**WHAT YOU HAVE TO DO:** Working from the entries below, give again each line from the first through the one containing "pub fn scan(&self)", exactly and with nothing else.

[Opening DATA RECORDS section]

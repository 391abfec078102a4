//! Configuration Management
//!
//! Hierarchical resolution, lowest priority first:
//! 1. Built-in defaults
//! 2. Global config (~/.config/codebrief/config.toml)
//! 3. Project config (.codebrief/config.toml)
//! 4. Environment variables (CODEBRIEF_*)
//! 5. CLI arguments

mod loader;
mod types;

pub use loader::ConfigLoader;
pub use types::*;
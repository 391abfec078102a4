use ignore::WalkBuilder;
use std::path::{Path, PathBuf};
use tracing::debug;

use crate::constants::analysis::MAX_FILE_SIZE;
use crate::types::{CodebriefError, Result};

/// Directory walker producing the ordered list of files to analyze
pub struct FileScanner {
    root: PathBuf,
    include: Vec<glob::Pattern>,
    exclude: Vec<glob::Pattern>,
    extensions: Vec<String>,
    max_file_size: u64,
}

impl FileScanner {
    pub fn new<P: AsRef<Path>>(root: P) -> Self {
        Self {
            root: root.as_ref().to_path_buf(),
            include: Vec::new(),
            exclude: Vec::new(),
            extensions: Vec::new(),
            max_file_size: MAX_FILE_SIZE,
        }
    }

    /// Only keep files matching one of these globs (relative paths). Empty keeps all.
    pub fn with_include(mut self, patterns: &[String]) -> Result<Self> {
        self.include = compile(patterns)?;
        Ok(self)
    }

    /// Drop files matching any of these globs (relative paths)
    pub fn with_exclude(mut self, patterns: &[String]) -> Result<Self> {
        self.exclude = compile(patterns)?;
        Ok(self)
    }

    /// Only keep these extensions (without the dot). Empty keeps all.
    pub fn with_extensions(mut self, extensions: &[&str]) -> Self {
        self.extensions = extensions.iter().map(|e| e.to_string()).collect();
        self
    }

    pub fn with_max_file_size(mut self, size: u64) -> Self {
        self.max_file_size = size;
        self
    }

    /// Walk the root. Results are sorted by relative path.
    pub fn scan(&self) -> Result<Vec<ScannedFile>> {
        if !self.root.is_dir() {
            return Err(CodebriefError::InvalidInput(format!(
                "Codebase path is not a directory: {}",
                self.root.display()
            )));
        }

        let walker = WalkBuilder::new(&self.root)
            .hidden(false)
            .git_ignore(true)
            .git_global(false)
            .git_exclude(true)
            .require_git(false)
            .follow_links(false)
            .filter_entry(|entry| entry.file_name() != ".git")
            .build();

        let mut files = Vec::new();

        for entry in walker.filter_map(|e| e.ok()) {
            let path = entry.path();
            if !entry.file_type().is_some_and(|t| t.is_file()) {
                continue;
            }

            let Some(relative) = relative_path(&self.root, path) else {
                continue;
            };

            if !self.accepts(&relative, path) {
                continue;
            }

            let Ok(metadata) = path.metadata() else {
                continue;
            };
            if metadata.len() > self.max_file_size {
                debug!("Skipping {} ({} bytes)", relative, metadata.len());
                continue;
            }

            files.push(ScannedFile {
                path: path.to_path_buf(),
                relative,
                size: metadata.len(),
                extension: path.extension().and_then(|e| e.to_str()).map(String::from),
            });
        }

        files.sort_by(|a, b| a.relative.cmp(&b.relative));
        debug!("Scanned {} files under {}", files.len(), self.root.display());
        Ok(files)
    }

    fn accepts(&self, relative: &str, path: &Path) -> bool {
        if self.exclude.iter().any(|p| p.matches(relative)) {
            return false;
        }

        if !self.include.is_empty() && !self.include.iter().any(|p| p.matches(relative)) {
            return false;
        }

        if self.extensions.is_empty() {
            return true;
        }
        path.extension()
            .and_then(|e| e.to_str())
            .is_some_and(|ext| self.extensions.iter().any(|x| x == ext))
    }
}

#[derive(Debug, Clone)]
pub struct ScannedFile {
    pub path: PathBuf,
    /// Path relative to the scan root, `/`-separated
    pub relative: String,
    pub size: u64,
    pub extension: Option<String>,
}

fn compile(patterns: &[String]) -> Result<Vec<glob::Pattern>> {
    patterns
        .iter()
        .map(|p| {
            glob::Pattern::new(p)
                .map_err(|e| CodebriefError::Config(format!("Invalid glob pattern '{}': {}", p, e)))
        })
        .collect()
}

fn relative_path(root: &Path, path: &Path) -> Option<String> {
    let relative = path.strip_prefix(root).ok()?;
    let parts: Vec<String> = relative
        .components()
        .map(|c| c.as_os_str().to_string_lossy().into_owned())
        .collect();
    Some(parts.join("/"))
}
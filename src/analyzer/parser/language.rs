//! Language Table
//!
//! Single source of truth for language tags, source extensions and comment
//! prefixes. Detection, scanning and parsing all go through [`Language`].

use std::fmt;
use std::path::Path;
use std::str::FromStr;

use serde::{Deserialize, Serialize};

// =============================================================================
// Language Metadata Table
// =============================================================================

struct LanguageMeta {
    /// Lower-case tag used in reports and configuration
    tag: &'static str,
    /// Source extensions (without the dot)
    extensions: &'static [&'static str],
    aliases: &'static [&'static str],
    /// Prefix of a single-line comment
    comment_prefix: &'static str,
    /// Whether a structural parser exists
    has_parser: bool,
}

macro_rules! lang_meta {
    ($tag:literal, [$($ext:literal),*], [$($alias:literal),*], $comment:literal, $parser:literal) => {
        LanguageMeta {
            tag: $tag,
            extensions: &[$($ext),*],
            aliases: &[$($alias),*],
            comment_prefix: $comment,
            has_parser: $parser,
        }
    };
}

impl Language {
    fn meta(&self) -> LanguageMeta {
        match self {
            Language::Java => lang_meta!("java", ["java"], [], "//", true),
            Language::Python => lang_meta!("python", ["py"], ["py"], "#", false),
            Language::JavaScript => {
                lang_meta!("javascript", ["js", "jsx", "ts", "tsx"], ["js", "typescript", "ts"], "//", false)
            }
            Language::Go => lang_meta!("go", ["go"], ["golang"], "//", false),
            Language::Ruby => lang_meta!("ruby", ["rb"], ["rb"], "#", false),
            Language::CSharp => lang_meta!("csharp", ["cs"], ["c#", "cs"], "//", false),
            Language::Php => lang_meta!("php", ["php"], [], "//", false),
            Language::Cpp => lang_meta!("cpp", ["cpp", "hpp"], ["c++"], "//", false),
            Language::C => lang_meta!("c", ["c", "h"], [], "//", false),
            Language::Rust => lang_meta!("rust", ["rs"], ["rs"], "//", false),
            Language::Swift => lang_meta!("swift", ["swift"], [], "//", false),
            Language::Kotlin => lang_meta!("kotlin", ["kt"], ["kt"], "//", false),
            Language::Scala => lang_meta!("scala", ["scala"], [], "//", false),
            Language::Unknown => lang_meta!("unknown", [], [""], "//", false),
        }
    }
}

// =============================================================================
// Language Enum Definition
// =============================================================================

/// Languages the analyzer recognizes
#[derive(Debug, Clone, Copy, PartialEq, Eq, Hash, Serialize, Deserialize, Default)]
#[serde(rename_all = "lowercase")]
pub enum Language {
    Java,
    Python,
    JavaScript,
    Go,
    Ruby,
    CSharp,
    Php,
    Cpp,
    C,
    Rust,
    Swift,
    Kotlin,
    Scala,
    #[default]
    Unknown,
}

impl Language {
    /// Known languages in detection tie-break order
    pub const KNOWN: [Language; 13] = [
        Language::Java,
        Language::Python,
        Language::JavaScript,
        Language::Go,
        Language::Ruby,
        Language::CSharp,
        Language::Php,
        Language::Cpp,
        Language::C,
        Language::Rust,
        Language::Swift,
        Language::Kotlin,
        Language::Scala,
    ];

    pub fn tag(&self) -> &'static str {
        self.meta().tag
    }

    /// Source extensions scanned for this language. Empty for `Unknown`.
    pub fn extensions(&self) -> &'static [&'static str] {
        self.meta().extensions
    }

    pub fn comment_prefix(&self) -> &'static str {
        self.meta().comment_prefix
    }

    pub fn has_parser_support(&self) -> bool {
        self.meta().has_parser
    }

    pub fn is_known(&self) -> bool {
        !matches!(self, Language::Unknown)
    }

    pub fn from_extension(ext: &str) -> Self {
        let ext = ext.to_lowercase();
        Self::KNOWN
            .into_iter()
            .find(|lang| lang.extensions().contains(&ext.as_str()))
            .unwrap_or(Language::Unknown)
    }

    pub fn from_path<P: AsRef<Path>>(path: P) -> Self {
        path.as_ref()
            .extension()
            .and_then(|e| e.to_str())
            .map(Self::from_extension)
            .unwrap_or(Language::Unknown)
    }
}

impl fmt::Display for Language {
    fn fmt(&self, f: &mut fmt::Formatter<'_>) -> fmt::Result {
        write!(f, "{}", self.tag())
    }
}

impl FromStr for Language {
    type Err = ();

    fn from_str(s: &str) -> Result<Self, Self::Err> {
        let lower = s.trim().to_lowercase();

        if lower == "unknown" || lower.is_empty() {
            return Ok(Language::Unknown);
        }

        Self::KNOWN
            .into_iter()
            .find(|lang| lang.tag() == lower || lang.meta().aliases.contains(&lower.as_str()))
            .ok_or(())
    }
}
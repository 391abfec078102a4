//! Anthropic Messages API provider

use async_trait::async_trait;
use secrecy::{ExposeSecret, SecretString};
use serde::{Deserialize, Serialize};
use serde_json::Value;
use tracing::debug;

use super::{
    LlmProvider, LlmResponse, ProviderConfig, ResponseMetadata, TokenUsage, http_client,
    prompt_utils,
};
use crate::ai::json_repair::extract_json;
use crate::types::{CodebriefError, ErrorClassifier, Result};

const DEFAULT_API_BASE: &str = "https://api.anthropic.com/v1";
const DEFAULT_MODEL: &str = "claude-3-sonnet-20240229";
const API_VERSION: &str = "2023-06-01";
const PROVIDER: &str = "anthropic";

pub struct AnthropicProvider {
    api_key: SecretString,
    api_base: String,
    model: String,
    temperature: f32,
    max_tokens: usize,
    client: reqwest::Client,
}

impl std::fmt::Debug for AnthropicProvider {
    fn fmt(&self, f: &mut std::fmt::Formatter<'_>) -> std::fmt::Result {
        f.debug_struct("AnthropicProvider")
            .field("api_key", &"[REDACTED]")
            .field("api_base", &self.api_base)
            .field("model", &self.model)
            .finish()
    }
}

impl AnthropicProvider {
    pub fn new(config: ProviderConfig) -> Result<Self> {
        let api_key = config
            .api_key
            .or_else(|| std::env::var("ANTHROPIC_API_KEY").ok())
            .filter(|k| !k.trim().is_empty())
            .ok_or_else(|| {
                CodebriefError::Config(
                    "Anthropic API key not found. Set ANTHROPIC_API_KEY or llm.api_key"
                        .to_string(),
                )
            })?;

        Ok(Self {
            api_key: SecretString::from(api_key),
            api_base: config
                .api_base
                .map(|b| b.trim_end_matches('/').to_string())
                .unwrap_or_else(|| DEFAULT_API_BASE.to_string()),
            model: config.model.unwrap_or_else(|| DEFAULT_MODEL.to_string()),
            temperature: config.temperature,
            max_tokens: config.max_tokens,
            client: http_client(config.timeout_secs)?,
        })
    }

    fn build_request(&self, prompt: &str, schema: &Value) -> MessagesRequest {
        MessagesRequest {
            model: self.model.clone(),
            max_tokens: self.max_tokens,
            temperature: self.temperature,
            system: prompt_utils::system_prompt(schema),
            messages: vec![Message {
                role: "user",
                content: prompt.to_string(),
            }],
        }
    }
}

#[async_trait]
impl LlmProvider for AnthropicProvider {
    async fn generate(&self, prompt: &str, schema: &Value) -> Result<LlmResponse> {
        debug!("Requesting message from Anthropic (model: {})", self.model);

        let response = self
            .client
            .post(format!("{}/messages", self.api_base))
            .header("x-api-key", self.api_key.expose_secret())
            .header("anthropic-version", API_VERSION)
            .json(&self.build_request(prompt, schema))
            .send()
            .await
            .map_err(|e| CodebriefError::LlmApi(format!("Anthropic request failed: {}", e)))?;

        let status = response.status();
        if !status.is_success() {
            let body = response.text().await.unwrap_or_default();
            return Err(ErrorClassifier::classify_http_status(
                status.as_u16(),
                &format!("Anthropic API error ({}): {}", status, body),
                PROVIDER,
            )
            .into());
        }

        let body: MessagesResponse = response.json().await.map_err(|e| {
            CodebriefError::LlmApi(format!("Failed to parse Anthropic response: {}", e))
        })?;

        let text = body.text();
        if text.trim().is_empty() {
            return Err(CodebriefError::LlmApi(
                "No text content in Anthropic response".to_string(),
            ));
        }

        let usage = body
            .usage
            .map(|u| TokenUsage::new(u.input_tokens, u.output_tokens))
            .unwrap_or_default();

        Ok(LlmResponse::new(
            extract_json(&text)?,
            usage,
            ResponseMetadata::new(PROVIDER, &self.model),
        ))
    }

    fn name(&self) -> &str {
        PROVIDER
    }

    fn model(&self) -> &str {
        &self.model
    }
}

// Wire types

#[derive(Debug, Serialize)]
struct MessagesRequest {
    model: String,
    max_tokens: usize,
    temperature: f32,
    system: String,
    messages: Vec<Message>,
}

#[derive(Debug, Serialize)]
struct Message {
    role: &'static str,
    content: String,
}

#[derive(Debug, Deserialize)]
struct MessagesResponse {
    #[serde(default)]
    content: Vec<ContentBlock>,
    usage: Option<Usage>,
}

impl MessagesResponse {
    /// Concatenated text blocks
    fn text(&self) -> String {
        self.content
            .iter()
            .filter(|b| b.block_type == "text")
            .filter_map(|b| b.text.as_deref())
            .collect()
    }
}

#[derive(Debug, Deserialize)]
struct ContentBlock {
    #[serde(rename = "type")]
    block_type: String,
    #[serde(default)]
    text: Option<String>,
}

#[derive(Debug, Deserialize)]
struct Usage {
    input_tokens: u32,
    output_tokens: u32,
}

[Closing DATA RECORDS section]

**EXERCISE ANSWER:**
repository 391abfec078102a4
//! Configuration Management
//!
//! Hierarchical resolution, lowest priority first:
//! 1. Built-in defaults
//! 2. Global config (~/.config/codebrief/config.toml)
//! 3. Project config (.codebrief/config.toml)
//! 4. Environment variables (CODEBRIEF_*)
//! 5. CLI arguments

mod loader;
mod types;

pub use loader::ConfigLoader;
pub use types::*;
repository 391abfec078102a4
use ignore::WalkBuilder;
use std::path::{Path, PathBuf};
use tracing::debug;

use crate::constants::analysis::MAX_FILE_SIZE;
use crate::types::{CodebriefError, Result};

/// Directory walker producing the ordered list of files to analyze
pub struct FileScanner {
    root: PathBuf,
    include: Vec<glob::Pattern>,
    exclude: Vec<glob::Pattern>,
    extensions: Vec<String>,
    max_file_size: u64,
}

impl FileScanner {
    pub fn new<P: AsRef<Path>>(root: P) -> Self {
        Self {
            root: root.as_ref().to_path_buf(),
            include: Vec::new(),
            exclude: Vec::new(),
            extensions: Vec::new(),
            max_file_size: MAX_FILE_SIZE,
        }
    }

    /// Only keep files matching one of these globs (relative paths). Empty keeps all.
    pub fn with_include(mut self, patterns: &[String]) -> Result<Self> {
        self.include = compile(patterns)?;
        Ok(self)
    }

    /// Drop files matching any of these globs (relative paths)
    pub fn with_exclude(mut self, patterns: &[String]) -> Result<Self> {
        self.exclude = compile(patterns)?;
        Ok(self)
    }

    /// Only keep these extensions (without the dot). Empty keeps all.
    pub fn with_extensions(mut self, extensions: &[&str]) -> Self {
        self.extensions = extensions.iter().map(|e| e.to_string()).collect();
        self
    }

    pub fn with_max_file_size(mut self, size: u64) -> Self {
        self.max_file_size = size;
        self
    }

    /// Walk the root. Results are sorted by relative path.
    pub fn scan(&self) -> Result<Vec<ScannedFile>> {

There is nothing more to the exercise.